The key security features are the ability to create security groups, user groups and the user management system. The security groups allow for the finer control over the flow of information in the system and can be used to isolate groups of machines from one another and mitigate any possible security risks that would be present in a system where all machines had access to one another.
8.1.7 Orchestration
We will use Chef to orchestrate the OPENi platform’s hardware nodes, virtual machines, and ZeroMQ workers. Ganglia and Nagios are system monitoring tools. We will also investigate Docker as a mechanism for simplifying platform resource deployment.
8.1.7.1 Chef
Chef is an IT infrastructure automation and configuration management tool used by system administrators and DevOps personnel [16]. Chef uses ruby as its main language and its configuration groups and files called “cookbooks” and “receipts”. The CLI tool known as “knife” provides an interface between the local Chef repo and the Chef server; it is also the main means to manage cookbooks and receipts.
A Chef cookbook is a collection of receipts that can be used to configure a system in a certain manner. It could have a “database” cookbook which could install all the services required on a machine to be a database. Normally separate cookbooks would be created for each application, i.e.
the user could create an Apache cookbook and then download all the receipts for apache into that
cookbook. The apache cookbook could then be included in different configurations i.e. a database configuration, which would then be pushed to all machines using that configuration.
The “run list” knife command is used to push or configure what cookbooks need to be running on a certain machine. Using the knife command the Chef server can connect to its hosts and push the configuration cookbooks to the host.
8.1.7.2 Ganglia
Ganglia [17] is an open source distributed monitoring system for systems such as clusters, grids and clouds. It is optimized in such a way that it has very low per node overhead while still providing accurate statistics about each node using a combination of XML, XDR and RRDTool.
Ganglia has a hierarchical structure and runs a script on each node in the system. The information is gathered and then passed up the tree; this collected information is then displayed upon a web interface that shows graphs of many of the details of the system including CPU usage, network usage, memory usage and many more. Ganglia can be extended to application level monitoring. E.g.

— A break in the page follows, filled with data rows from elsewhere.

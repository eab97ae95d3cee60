//! Byte-budgeted LRU accounting over staged chunks.
//!
//! The core's staging cache grows monotonically; long-lived hosts can set a
//! byte budget and apply the evictions this ledger hands back. Without a
//! budget the ledger only keeps statistics.

use std::collections::HashMap;
use std::sync::Mutex;

use crate::view::TileKey;

/// Identity of one staged chunk.
pub type ChunkRef = (TileKey, String);

/// Counters mirrored from the ledger.
#[derive(Debug, Clone, Copy, Default, PartialEq, Eq, serde::Serialize)]
pub struct CacheStats {
    pub hits: u64,
    pub misses: u64,
    pub evictions: u64,
    pub memory_used_bytes: u64,
    pub memory_budget_bytes: Option<u64>,
}

struct Entry {
    bytes: u64,
    last_access: u64,
}

#[derive(Default)]
struct LedgerState {
    entries: HashMap<ChunkRef, Entry>,
    clock: u64,
    used: u64,
    hits: u64,
    misses: u64,
    evictions: u64,
}

/// LRU ledger over `(tile key, chunk index)` entries.
pub struct ChunkLedger {
    state: Mutex<LedgerState>,
    budget: Option<u64>,
}

impl ChunkLedger {
    pub fn new(budget_bytes: Option<u64>) -> Self {
        Self {
            state: Mutex::new(LedgerState::default()),
            budget: budget_bytes,
        }
    }

    /// Note an access to a staged chunk.
    pub fn touch(&self, chunk: &ChunkRef) {
        let mut state = self.state.lock().unwrap();
        state.clock += 1;
        let clock = state.clock;
        match state.entries.get_mut(chunk) {
            Some(entry) => {
                entry.last_access = clock;
                state.hits += 1;
            }
            None => state.misses += 1,
        }
    }

    /// Record a newly staged chunk and return the entries to evict to get
    /// back under budget, least recently used first. Entries named in
    /// `pinned` are never offered for eviction.
    pub fn record(&self, chunk: ChunkRef, bytes: u64, pinned: &[ChunkRef]) -> Vec<ChunkRef> {
        let mut state = self.state.lock().unwrap();
        state.clock += 1;
        let clock = state.clock;
        if let Some(old) = state.entries.insert(
            chunk,
            Entry {
                bytes,
                last_access: clock,
            },
        ) {
            state.used -= old.bytes;
        }
        state.used += bytes;

        let Some(budget) = self.budget else {
            return Vec::new();
        };

        let mut evicted = Vec::new();
        while state.used > budget {
            let victim = state
                .entries
                .iter()
                .filter(|(k, _)| !pinned.contains(k) && !evicted.contains(*k))
                .min_by_key(|(_, e)| e.last_access)
                .map(|(k, _)| k.clone());
            match victim {
                Some(key) => {
                    if let Some(entry) = state.entries.remove(&key) {
                        state.used -= entry.bytes;
                        state.evictions += 1;
                    }
                    evicted.push(key);
                }
                None => break,
            }
        }
        evicted
    }

    pub fn stats(&self) -> CacheStats {
        let state = self.state.lock().unwrap();
        CacheStats {
            hits: state.hits,
            misses: state.misses,
            evictions: state.evictions,
            memory_used_bytes: state.used,
            memory_budget_bytes: self.budget,
        }
    }
}
//! Tiles: one per pyramid cell, owning chunk staging, in-flight load
//! deduplication, and the GPU band planes the cell renders from.

use std::collections::{BTreeMap, HashMap};
use std::future::Future;
use std::pin::Pin;
use std::sync::{Arc, Mutex};

use futures::future::Shared;
use futures::FutureExt;
use ndarray::{ArrayD, Axis};

use crate::error::{EngineError, EngineResult};
use crate::gpu::{RenderContext, TexturePlane};
use crate::pyramid::metadata::ArrayMeta;
use crate::pyramid::ChunkLoader;
use crate::selector::{
    bands_for, chunk_key, chunks_for, chunks_for_selector, coordinate_index, fixing_for_band,
    is_spatial_dim, is_x_dim, is_y_dim, selector_hash, CoordValue, Selector, SelectorValue,
};
use crate::view::TileKey;

type ChunkResult = Result<(), String>;
type SharedLoad = Shared<Pin<Box<dyn Future<Output = ChunkResult> + Send>>>;

/// Everything tiles of one pyramid level share: array layout, axis values,
/// the level's loader, and the texture allocator.
pub struct LevelContext {
    pub meta: ArrayMeta,
    pub dimensions: Vec<String>,
    pub coordinates: BTreeMap<String, Vec<CoordValue>>,
    pub variable: String,
    pub tile_size: u32,
    pub loader: Arc<dyn ChunkLoader>,
    pub render: Arc<dyn RenderContext>,
}

/// One sampled value with the coordinate labels of its varying dimensions.
#[derive(Debug, Clone, PartialEq)]
pub struct PointValue {
    pub keys: Vec<String>,
    pub value: f32,
}

/// A tile's chunk staging and GPU buffers. Loads are deduplicated through
/// shared futures: concurrent callers of the same chunk await one fetch.
pub struct Tile {
    key: TileKey,
    ctx: Arc<LevelContext>,
    chunked_data: Arc<Mutex<HashMap<String, ArrayD<f32>>>>,
    loading: Arc<Mutex<HashMap<String, bool>>>,
    ready: Mutex<HashMap<String, SharedLoad>>,
    bands: Mutex<BTreeMap<String, Arc<dyn TexturePlane>>>,
    buffer_cache: Mutex<Option<u64>>,
}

The data authorisation component could notify Ganglia each time an app is refused access to a cloudlet. The resulting Ganglia graphs give the platform manager insights into usage patterns over time.
8.1.7.3 Nagios
Nagios [18] is an IT infrastructure monitoring system that allows organisations to identify and resolve issues when they first appear and before they progress further. It can be set up to monitor different aspects of the IT infrastructure such as system metrics, network infrastructure, applications, services and servers.
Nagios includes many useful features including the ability to set up alerts for critical failures of the system that will be sent via email, SMS or a custom script. These alerts can also be grouped in different levels of alert so that if an alert is not handled promptly it can be escalated to a higher level of priority. It can generate detailed historical reports for review that include outages, events, notifications and alerts.
8.1.8 Deployment 8.1.8.1 Docker
Docker is an open-source project that allows developers to build and run cloud based applications.